> [Task]
Every line of the entries below from the one containing "struct and constructors" to the one containing "region pair; no", both ends included, must be written out exactly. No other line belongs in the answer.

[[ Records provided, beginning ]]

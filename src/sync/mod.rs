use std::collections::HashMap;
use std::sync::Arc;

use kanal::AsyncReceiver;
use tokio::sync::broadcast::Sender;
use tracing::{info, warn};

use crate::models::{Book, GameResult, Inventory, RoundResult, ServerEvent, Session, Suit, Trade};

/// Where the client is in the round/game lifecycle.
#[derive(Debug, Clone, Copy, PartialEq, Eq)]
pub enum Phase {
    Idle,
    RoundActive,
    BetweenRounds,
    GameOver,
}

impl Phase {
    pub fn status_line(&self) -> &'static str {
        match self {
            Phase::Idle => "Waiting for round start...",
            Phase::RoundActive => "Round started!",
            Phase::BetweenRounds => "Round ended. Waiting for next round...",
            Phase::GameOver => "Game ended.",
        }
    }
}

/// State-change notifications for the rendering surface. Each carries an
/// owned snapshot of the piece that changed, never a reference into the
/// mirrors, so the surface cannot observe a half-written entry.
#[derive(Debug, Clone)]
pub enum SurfaceEvent {
    Inventory(Inventory),
    BookRow(Suit, Book),
    TradeLine(Trade),
    Status(Phase),
    RoundSummary(RoundResult),
    GameSummary(GameResult),
    Note(String),
}

/// Single consumer of the event stream, sole owner and sole writer of the
/// local game-state mirrors. Events are handled one at a time, to
/// completion, in arrival order.
pub struct Synchronizer {
    pub session: Session,
    pub inventory: Inventory,
    pub books: HashMap<Suit, Book>,
    pub trades: Vec<Trade>,
    pub phase: Phase,
    pub event_receiver: Arc<AsyncReceiver<ServerEvent>>,
    pub surface_sender: Sender<SurfaceEvent>,
}

impl Synchronizer {
    pub fn new(
        session: Session,
        event_receiver: Arc<AsyncReceiver<ServerEvent>>,
        surface_sender: Sender<SurfaceEvent>,
    ) -> Self {
        let mut books = HashMap::new();
        for suit in Suit::ALL {
            books.insert(suit, Book::new());
        }

        Self {
            session,
            inventory: Inventory::new(),
            books,
            trades: Vec::new(),
            phase: Phase::Idle,
            event_receiver,
            surface_sender,
        }
    }

    pub async fn start(&mut self) {
        while let Ok(event) = self.event_receiver.recv().await {
            self.handle_event(event);
        }
        info!("event channel closed, synchronizer stopping");
    }

    /// Route one event into the mirrors. GameOver is absorbing: everything
    /// arriving after it is logged and dropped.
    pub fn handle_event(&mut self, event: ServerEvent) {
        if self.phase == Phase::GameOver {
            info!(kind = event.kind(), "event after game end ignored");
            return;
        }

        match event {
            ServerEvent::DealingCards(counts) => self.apply_deal(&counts),
            ServerEvent::Update { books, trade } => {
                self.apply_update(books);
                if let Some(raw) = trade {
                    self.record_trade(&raw);
                }
            }
            ServerEvent::EndRound(result) => self.end_round(result),
            ServerEvent::EndGame(result) => self.end_game(result),
            ServerEvent::Notice { status, message } => {
                self.emit(SurfaceEvent::Note(format!(
                    "Server message: {status} - {message}"
                )));
            }
            ServerEvent::Unknown { kind } => {
                warn!(%kind, "ignoring event of unknown kind");
            }
        }
    }

    fn apply_deal(&mut self, counts: &HashMap<Suit, i64>) {
        self.inventory.apply_deal(counts);
        self.phase = Phase::RoundActive;
        self.session.set_trading(true);

        info!(cards = self.inventory.total(), "new round, cards dealt");
        self.emit(SurfaceEvent::Inventory(self.inventory));
        self.emit(SurfaceEvent::Status(self.phase));
        self.emit(SurfaceEvent::Note("New round started. Cards dealt.".to_string()));
    }

    /// Replace the book entry for every suit in the payload. Entries for
    /// suits the payload does not mention are left untouched.
    fn apply_update(&mut self, books: HashMap<Suit, Book>) {
        for (suit, book) in books {
            self.emit(SurfaceEvent::BookRow(suit, book.clone()));
            self.books.insert(suit, book);
        }
    }

    /// Append a trade to the ledger and apply it to the local hand. A
    /// malformed summary is dropped without touching either.
    fn record_trade(&mut self, raw: &str) {
        let trade = match Trade::parse(raw) {
            Ok(trade) => trade,
            Err(error) => {
                warn!(raw, %error, "dropping malformed trade summary");
                return;
            }
        };

        if let Some(suit) = self.inventory.apply_trade(&trade, &self.session.player_name) {
            let count = self.inventory.get(suit);
            if count < 0 {
                warn!(
                    suit = suit.plural(),
                    count, "inventory went negative, mirror out of sync with exchange"
                );
            }
            self.emit(SurfaceEvent::Inventory(self.inventory));
        }

        self.emit(SurfaceEvent::TradeLine(trade.clone()));
        self.trades.push(trade);
    }

    fn end_round(&mut self, result: RoundResult) {
        self.session.set_trading(false);
        self.phase = Phase::BetweenRounds;

        self.emit(SurfaceEvent::Status(self.phase));
        self.emit(SurfaceEvent::RoundSummary(result));
    }

    fn end_game(&mut self, result: GameResult) {
        self.session.set_trading(false);
        self.phase = Phase::GameOver;

        self.emit(SurfaceEvent::Status(self.phase));
        self.emit(SurfaceEvent::GameSummary(result));
    }

    fn emit(&self, event: SurfaceEvent) {
        // send only fails with no subscriber attached (headless tests)
        let _ = self.surface_sender.send(event);
    }
}

#[cfg(test)]
mod tests {
    use super::*;

    fn synchronizer() -> Synchronizer {
        let (_, event_receiver) = kanal::unbounded_async::<ServerEvent>();
        let (surface_sender, _) = tokio::sync::broadcast::channel(64);
        Synchronizer::new(
            Session::new("me", "me"),
            Arc::new(event_receiver),
            surface_sender,
        )
    }

    fn deal(counts: &[(Suit, i64)]) -> ServerEvent {
        ServerEvent::DealingCards(counts.iter().copied().collect())
    }

    fn update_with_trade(raw: &str) -> ServerEvent {
        ServerEvent::Update {
            books: HashMap::new(),
            trade: Some(raw.to_string()),
        }
    }

    fn end_round() -> ServerEvent {
        ServerEvent::EndRound(RoundResult {
            common_suit: Suit::Spade,
            goal_suit: Suit::Club,
            card_count: HashMap::new(),
            player_inventories: Vec::new(),
            player_points: Vec::new(),
        })
    }

    fn end_game() -> ServerEvent {
        ServerEvent::EndGame(GameResult {
            player_points: Vec::new(),
        })
    }

    // Lifecycle

    #[test]
    fn deal_activates_round_and_enables_trading() {
        let mut sync = synchronizer();
        sync.handle_event(deal(&[(Suit::Spade, 3)]));

        assert_eq!(sync.phase, Phase::RoundActive);
        assert!(sync.session.trading_enabled());
        assert_eq!(sync.inventory.spades, 3);
    }

    #[test]
    fn end_round_parks_between_rounds_and_disables_trading() {
        let mut sync = synchronizer();
        sync.handle_event(deal(&[(Suit::Spade, 3)]));
        sync.handle_event(end_round());

        assert_eq!(sync.phase, Phase::BetweenRounds);
        assert!(!sync.session.trading_enabled());
    }

    #[test]
    fn deal_reactivates_from_any_non_terminal_phase() {
        let mut sync = synchronizer();
        for warmup in [None, Some(end_round())] {
            if let Some(event) = warmup {
                sync.handle_event(deal(&[(Suit::Spade, 1)]));
                sync.handle_event(event);
            }
            sync.handle_event(deal(&[(Suit::Spade, 2)]));
            assert_eq!(sync.phase, Phase::RoundActive);
            assert!(sync.session.trading_enabled());
        }
    }

    #[test]
    fn game_over_is_absorbing() {
        let mut sync = synchronizer();
        sync.handle_event(deal(&[(Suit::Spade, 3)]));
        sync.handle_event(end_game());

        assert_eq!(sync.phase, Phase::GameOver);
        assert!(!sync.session.trading_enabled());

        // nothing received afterwards changes anything
        sync.handle_event(deal(&[(Suit::Spade, 9)]));
        sync.handle_event(update_with_trade("spade,2,me,them"));
        assert_eq!(sync.phase, Phase::GameOver);
        assert!(!sync.session.trading_enabled());
        assert_eq!(sync.inventory.spades, 3);
        assert!(sync.trades.is_empty());
    }

    #[test]
    fn end_game_terminates_even_between_rounds() {
        let mut sync = synchronizer();
        sync.handle_event(deal(&[(Suit::Spade, 3)]));
        sync.handle_event(end_round());
        sync.handle_event(end_game());

        assert_eq!(sync.phase, Phase::GameOver);
    }

    // Books

    #[test]
    fn updates_touch_only_the_suits_present() {
        let mut sync = synchronizer();
        let hearts_before = sync.books[&Suit::Heart].clone();

        let mut books = HashMap::new();
        books.insert(
            Suit::Spade,
            Book {
                bid: Some(crate::models::Quote {
                    price: 2,
                    player_name: "alice".to_string(),
                }),
                ask: None,
                last_trade: None,
            },
        );
        sync.handle_event(ServerEvent::Update { books, trade: None });

        assert_eq!(sync.books[&Suit::Spade].bid.as_ref().unwrap().price, 2);
        assert_eq!(sync.books[&Suit::Heart], hearts_before);
    }

    // Trades

    #[test]
    fn trades_append_to_the_ledger_in_arrival_order() {
        let mut sync = synchronizer();
        sync.handle_event(deal(&[(Suit::Spade, 3)]));
        sync.handle_event(update_with_trade("spade,2,alice,bob"));
        sync.handle_event(update_with_trade("heart,5,bob,alice"));

        assert_eq!(sync.trades.len(), 2);
        assert_eq!(sync.trades[0].suit, Suit::Spade);
        assert_eq!(sync.trades[1].suit, Suit::Heart);
        // neither trade names the local player
        assert_eq!(sync.inventory.spades, 3);
        assert_eq!(sync.inventory.hearts, 0);
    }

    #[test]
    fn own_trades_move_the_hand() {
        let mut sync = synchronizer();
        sync.handle_event(deal(&[(Suit::Spade, 3), (Suit::Heart, 1)]));
        sync.handle_event(update_with_trade("spade,2,me,bob"));
        sync.handle_event(update_with_trade("heart,4,bob,me"));

        assert_eq!(sync.inventory.spades, 4);
        assert_eq!(sync.inventory.hearts, 0);
    }

    #[test]
    fn malformed_trades_touch_nothing() {
        let mut sync = synchronizer();
        sync.handle_event(deal(&[(Suit::Spade, 3)]));
        sync.handle_event(update_with_trade("spade,2,me"));

        assert!(sync.trades.is_empty());
        assert_eq!(sync.inventory.spades, 3);
    }

    // Notices

    #[test]
    fn notices_mutate_no_state() {
        let mut sync = synchronizer();
        sync.handle_event(ServerEvent::Notice {
            status: "SUCCESS".to_string(),
            message: "subscribed".to_string(),
        });

        assert_eq!(sync.phase, Phase::Idle);
        assert_eq!(sync.inventory, Inventory::new());
        assert!(sync.trades.is_empty());
    }
}
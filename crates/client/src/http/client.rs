//! Core HTTP client struct and constructors

use {
    crate::{Account, AuthGeo, CloudDbError, CloudDbResult, Datacenter, EndpointSet},
    reqwest::{Client, Method, RequestBuilder},
    std::time::Duration,
};

use super::url_builder::UrlBuilder;

/// Default per-request timeout applied by the plain constructors.
pub const DEFAULT_REQUEST_TIMEOUT: Duration = Duration::from_secs(30);

/// Client for the Rackspace Cloud Databases API.
///
/// Holds the account credentials, the endpoints resolved once at
/// construction, and at most one bearer token. Cloning the client clones the
/// token with it; only [`acquire_token`](Self::acquire_token) ever mutates
/// the stored token.
#[derive(Clone, Debug)]
pub struct CloudDbHttpClient {
    pub endpoints: EndpointSet,
    pub(crate) http: Client,
    pub(crate) account: Account,
    /// bearer token; `None` until `acquire_token` succeeds
    pub(crate) token: Option<String>,
}

impl CloudDbHttpClient {
    /// Creates a client without authenticating.
    ///
    /// Endpoints are resolved deterministically from the region pair; no
    /// network request is made. Call [`acquire_token`](Self::acquire_token)
    /// before issuing any operation, or use [`connect`](Self::connect) to do
    /// both in one step.
    pub fn new(account: Account, datacenter: Datacenter, auth_geo: AuthGeo) -> CloudDbResult<Self> {
        Self::new_with_timeout(account, datacenter, auth_geo, DEFAULT_REQUEST_TIMEOUT)
    }

    /// Creates a client without authenticating, with a custom per-request
    /// timeout.
    pub fn new_with_timeout(
        account: Account,
        datacenter: Datacenter,
        auth_geo: AuthGeo,
        timeout: Duration,
    ) -> CloudDbResult<Self> {
        let endpoints = EndpointSet::resolve(auth_geo, datacenter, &account.account_id);
        Self::with_endpoints_and_timeout(account, endpoints, timeout)
    }

    /// Creates a client and immediately acquires a token.
    ///
    /// This is the conventional way to construct the client; token
    /// acquisition may fail, in which case the error surfaces here.
    ///
    /// # Example
    /// ```rust,no_run
    /// # use clouddb_client::*;
    /// # async fn example() -> CloudDbResult<()> {
    /// let account = Account::new("my-user", "my-api-key", "123456");
    /// let client = CloudDbHttpClient::connect(account, Datacenter::Dfw, AuthGeo::Us).await?;
    /// # Ok(())
    /// # }
    /// ```
    pub async fn connect(
        account: Account,
        datacenter: Datacenter,
        auth_geo: AuthGeo,
    ) -> CloudDbResult<Self> {
        let mut client = Self::new(account, datacenter, auth_geo)?;
        client.acquire_token().await?;
        Ok(client)
    }

    /// Creates a client against an explicit [`EndpointSet`], bypassing
    /// region resolution. Does not authenticate.
    pub fn with_endpoints(account: Account, endpoints: EndpointSet) -> CloudDbResult<Self> {
        Self::with_endpoints_and_timeout(account, endpoints, DEFAULT_REQUEST_TIMEOUT)
    }

    fn with_endpoints_and_timeout(
        account: Account,
        endpoints: EndpointSet,
        timeout: Duration,
    ) -> CloudDbResult<Self> {
        Ok(Self {
            endpoints,
            http: Client::builder().timeout(timeout).build()?,
            account,
            token: None,
        })
    }

    /// Whether a token is currently held.
    ///
    /// Tokens are opaque and carry no expiry information here; a held token
    /// may still be rejected by the API with a 401.
    pub fn is_authenticated(&self) -> bool {
        self.token.is_some()
    }

    /// Centralized URL builder rooted at the account-scoped database
    /// endpoint.
    pub(crate) fn build_url(&self) -> UrlBuilder<'_> {
        UrlBuilder::new(&self.endpoints.clouddb_url)
    }

    /// The held token, or `Unauthenticated` if none was acquired yet.
    pub(crate) fn token(&self) -> CloudDbResult<&str> {
        self.token.as_deref().ok_or(CloudDbError::Unauthenticated)
    }

    /// Starts an authenticated request: fails fast without touching the
    /// network when no token is held, otherwise attaches the `X-Auth-Token`
    /// and `Accept` headers. Bodied operations add `Content-Type` on top.
    pub(crate) fn authed_request(
        &self,
        method: Method,
        uri: &str,
    ) -> CloudDbResult<RequestBuilder> {
        let token = self.token()?;

        Ok(self
            .http
            .request(method, uri)
            .header("X-Auth-Token", token)
            .header("Accept", "application/json"))
    }
}
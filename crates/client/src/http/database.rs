//! Per-instance database operations

use {
    crate::CloudDbResult,
    ::tracing::{debug, instrument},
    reqwest::Method,
    serde::Serialize,
    serde_json::Value,
};

/// `{"databases": [{"name": ...}]}` request document, shared by database
/// creation and access grants.
#[derive(Debug, Clone, Serialize)]
pub struct DatabasesRequest {
    databases: Vec<DatabaseName>,
}

#[derive(Debug, Clone, Serialize)]
pub(crate) struct DatabaseName {
    name: String,
}

impl DatabasesRequest {
    pub fn single(name: impl Into<String>) -> Self {
        Self {
            databases: vec![DatabaseName { name: name.into() }],
        }
    }
}

/// Database administration methods for the Cloud Databases HTTP client
impl super::client::CloudDbHttpClient {
    /// Creates a database on an instance.
    ///
    /// The API rejects names containing `.`; that constraint is the
    /// server's to enforce, nothing is validated locally. Answers 202 with
    /// an empty body on success.
    #[instrument(
        name = "clouddb.database.create",
        skip(self),
        fields(instance_id = %instance_id, db = %name),
        err
    )]
    pub async fn create_database(&self, instance_id: &str, name: &str) -> CloudDbResult<Value> {
        let uri = self
            .build_url()
            .endpoint("instances")
            .id(instance_id)
            .endpoint("databases")
            .build();

        debug!("POST {}", &uri);

        let request = DatabasesRequest::single(name);

        let res = self
            .authed_request(Method::POST, &uri)?
            .header("Content-Type", "application/json")
            .json(&request)
            .send()
            .await?;

        self.parse_response(res).await
    }

    /// Lists the databases on an instance.
    #[instrument(
        name = "clouddb.database.list",
        skip(self),
        fields(instance_id = %instance_id),
        err
    )]
    pub async fn list_databases(&self, instance_id: &str) -> CloudDbResult<Value> {
        let uri = self
            .build_url()
            .endpoint("instances")
            .id(instance_id)
            .endpoint("databases")
            .build();

        debug!("GET {}", &uri);

        let res = self.authed_request(Method::GET, &uri)?.send().await?;
        self.parse_response(res).await
    }
}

[[ Records provided, end ]]

> [Solution for this exercise]
//! Core HTTP client struct and constructors

use {
    crate::{Account, AuthGeo, CloudDbError, CloudDbResult, Datacenter, EndpointSet},
    reqwest::{Client, Method, RequestBuilder},
    std::time::Duration,
};

use super::url_builder::UrlBuilder;

/// Default per-request timeout applied by the plain constructors.
pub const DEFAULT_REQUEST_TIMEOUT: Duration = Duration::from_secs(30);

/// Client for the Rackspace Cloud Databases API.
///
/// Holds the account credentials, the endpoints resolved once at
/// construction, and at most one bearer token. Cloning the client clones the
/// token with it; only [`acquire_token`](Self::acquire_token) ever mutates
/// the stored token.
#[derive(Clone, Debug)]
pub struct CloudDbHttpClient {
    pub endpoints: EndpointSet,
    pub(crate) http: Client,
    pub(crate) account: Account,
    /// bearer token; `None` until `acquire_token` succeeds
    pub(crate) token: Option<String>,
}

impl CloudDbHttpClient {
    /// Creates a client without authenticating.
    ///
    /// Endpoints are resolved deterministically from the region pair; no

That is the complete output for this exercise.